## ASSIGNMENT
Pull every line with the word "ContentBlockSeed" out of the entries below.

## DATA FOR ANALYSIS
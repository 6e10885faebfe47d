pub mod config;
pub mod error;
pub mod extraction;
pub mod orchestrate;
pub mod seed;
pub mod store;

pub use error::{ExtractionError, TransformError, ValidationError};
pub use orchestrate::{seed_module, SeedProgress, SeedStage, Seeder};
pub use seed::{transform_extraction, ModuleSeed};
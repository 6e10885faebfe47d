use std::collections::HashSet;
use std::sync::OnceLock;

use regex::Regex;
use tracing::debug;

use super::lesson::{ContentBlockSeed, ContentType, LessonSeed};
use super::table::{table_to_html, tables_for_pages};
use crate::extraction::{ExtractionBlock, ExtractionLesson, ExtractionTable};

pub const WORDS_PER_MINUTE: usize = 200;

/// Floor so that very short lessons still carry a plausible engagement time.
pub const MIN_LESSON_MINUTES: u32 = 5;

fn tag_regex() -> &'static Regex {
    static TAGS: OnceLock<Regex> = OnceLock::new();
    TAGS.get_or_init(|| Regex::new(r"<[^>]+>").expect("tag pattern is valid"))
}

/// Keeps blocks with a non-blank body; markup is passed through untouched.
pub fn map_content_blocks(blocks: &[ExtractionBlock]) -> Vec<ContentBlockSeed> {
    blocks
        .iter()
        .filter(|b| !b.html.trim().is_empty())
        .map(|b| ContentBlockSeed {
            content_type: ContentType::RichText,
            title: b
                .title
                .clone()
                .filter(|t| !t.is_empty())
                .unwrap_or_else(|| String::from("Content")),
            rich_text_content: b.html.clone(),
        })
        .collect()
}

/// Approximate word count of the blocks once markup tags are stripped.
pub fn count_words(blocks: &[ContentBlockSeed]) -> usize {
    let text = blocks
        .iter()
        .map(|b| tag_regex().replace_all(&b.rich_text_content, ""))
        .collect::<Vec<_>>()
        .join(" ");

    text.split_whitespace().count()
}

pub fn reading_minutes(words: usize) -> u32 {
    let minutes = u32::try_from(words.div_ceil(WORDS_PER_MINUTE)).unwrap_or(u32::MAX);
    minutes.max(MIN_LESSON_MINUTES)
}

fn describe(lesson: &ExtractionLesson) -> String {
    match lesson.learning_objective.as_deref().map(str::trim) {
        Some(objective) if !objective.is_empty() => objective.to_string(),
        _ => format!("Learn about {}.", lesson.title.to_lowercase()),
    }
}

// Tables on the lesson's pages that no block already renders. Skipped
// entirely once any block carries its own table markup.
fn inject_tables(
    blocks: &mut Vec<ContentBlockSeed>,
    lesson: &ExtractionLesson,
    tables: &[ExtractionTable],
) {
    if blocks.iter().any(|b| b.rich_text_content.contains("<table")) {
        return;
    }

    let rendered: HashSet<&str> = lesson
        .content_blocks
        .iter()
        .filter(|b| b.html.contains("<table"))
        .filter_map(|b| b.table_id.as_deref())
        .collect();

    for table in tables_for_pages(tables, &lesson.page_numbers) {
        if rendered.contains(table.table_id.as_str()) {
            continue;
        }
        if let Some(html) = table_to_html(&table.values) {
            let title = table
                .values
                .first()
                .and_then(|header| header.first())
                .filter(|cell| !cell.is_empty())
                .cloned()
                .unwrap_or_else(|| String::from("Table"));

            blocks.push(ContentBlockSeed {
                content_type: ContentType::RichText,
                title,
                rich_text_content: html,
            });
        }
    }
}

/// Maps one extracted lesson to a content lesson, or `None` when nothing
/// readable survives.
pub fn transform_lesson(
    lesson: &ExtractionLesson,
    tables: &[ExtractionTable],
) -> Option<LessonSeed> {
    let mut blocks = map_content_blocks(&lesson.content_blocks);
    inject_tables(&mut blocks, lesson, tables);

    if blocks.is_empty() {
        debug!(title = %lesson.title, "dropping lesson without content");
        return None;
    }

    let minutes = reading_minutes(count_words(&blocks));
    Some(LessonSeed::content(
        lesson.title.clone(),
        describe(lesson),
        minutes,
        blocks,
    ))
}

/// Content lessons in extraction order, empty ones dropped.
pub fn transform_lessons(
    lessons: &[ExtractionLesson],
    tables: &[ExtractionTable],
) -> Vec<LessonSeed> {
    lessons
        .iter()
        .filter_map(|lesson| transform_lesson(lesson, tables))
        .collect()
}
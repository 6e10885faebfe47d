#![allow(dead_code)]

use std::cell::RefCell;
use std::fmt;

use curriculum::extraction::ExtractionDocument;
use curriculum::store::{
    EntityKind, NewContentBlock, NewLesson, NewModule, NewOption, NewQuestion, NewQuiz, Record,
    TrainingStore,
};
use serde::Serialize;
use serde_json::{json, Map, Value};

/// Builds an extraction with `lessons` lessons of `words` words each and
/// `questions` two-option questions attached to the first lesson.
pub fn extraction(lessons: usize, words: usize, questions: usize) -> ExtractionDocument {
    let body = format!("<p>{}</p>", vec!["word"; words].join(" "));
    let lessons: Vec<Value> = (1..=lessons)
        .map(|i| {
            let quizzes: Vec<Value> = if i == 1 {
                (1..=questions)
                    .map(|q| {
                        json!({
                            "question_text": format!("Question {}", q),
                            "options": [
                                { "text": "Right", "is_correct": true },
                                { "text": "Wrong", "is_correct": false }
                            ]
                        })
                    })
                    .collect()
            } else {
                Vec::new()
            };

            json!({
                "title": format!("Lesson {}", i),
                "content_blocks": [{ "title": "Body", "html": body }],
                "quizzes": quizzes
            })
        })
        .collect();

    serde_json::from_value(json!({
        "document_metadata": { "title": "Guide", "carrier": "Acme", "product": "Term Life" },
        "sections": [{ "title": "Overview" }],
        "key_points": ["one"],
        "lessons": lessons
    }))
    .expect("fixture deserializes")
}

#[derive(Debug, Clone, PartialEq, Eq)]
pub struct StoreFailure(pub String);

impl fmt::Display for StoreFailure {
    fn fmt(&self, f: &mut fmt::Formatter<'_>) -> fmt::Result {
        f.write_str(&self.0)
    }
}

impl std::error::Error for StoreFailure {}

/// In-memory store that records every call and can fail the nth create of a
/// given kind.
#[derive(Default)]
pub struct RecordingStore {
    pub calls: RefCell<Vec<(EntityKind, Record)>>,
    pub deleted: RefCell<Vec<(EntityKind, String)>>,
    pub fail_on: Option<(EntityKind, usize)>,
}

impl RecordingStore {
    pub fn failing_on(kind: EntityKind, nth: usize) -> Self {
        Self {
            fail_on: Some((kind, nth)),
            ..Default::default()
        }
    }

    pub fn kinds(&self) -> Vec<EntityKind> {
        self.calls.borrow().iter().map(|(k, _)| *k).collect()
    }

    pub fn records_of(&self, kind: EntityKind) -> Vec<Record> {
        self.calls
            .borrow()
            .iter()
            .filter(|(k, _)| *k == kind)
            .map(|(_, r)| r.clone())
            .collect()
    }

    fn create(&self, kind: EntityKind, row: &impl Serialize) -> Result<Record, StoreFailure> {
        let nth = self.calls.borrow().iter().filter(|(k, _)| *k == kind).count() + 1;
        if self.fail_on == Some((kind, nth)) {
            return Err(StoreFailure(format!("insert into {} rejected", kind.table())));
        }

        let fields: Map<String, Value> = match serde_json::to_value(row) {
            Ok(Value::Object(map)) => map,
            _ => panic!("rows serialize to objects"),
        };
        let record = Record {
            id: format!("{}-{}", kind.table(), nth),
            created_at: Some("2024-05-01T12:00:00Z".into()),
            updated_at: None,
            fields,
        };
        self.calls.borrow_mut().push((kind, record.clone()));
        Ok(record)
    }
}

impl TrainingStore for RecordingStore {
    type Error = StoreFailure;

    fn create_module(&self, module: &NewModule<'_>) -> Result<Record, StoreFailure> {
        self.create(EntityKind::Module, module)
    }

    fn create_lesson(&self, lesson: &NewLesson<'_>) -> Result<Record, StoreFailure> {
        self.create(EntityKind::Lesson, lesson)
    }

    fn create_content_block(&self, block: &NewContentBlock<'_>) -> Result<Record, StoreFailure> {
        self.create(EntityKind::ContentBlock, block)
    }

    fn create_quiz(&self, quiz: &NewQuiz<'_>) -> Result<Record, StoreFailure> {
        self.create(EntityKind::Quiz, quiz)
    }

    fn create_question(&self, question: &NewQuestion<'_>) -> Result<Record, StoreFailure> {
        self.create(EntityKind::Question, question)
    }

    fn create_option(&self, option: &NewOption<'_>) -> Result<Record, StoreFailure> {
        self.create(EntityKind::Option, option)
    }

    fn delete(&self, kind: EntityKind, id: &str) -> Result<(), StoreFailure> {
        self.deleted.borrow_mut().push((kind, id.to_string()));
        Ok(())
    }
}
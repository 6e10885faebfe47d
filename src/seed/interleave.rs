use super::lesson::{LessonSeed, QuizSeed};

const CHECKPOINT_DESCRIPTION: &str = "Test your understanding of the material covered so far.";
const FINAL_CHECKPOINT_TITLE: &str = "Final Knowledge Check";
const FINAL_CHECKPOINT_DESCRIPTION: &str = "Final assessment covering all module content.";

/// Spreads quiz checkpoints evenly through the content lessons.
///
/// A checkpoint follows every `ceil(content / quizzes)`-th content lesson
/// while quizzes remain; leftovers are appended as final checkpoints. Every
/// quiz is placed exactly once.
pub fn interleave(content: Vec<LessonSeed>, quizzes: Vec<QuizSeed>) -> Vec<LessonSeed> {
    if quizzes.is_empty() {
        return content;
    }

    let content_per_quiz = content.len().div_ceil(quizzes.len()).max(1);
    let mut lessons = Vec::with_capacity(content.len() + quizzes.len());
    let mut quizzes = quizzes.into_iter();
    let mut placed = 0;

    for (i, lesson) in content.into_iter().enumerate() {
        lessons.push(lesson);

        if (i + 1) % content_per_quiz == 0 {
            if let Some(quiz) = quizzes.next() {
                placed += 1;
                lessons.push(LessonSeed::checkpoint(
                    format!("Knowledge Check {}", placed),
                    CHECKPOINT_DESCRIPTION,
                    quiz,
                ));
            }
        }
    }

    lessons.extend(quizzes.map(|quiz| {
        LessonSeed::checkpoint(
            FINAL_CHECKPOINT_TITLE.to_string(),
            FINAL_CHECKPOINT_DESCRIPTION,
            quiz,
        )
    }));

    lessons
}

## SOLUTION BELOW
use super::lesson::{ContentBlockSeed, ContentType, LessonSeed};
pub fn map_content_blocks(blocks: &[ExtractionBlock]) -> Vec<ContentBlockSeed> {
        .map(|b| ContentBlockSeed {
pub fn count_words(blocks: &[ContentBlockSeed]) -> usize {
    blocks: &mut Vec<ContentBlockSeed>,
            blocks.push(ContentBlockSeed {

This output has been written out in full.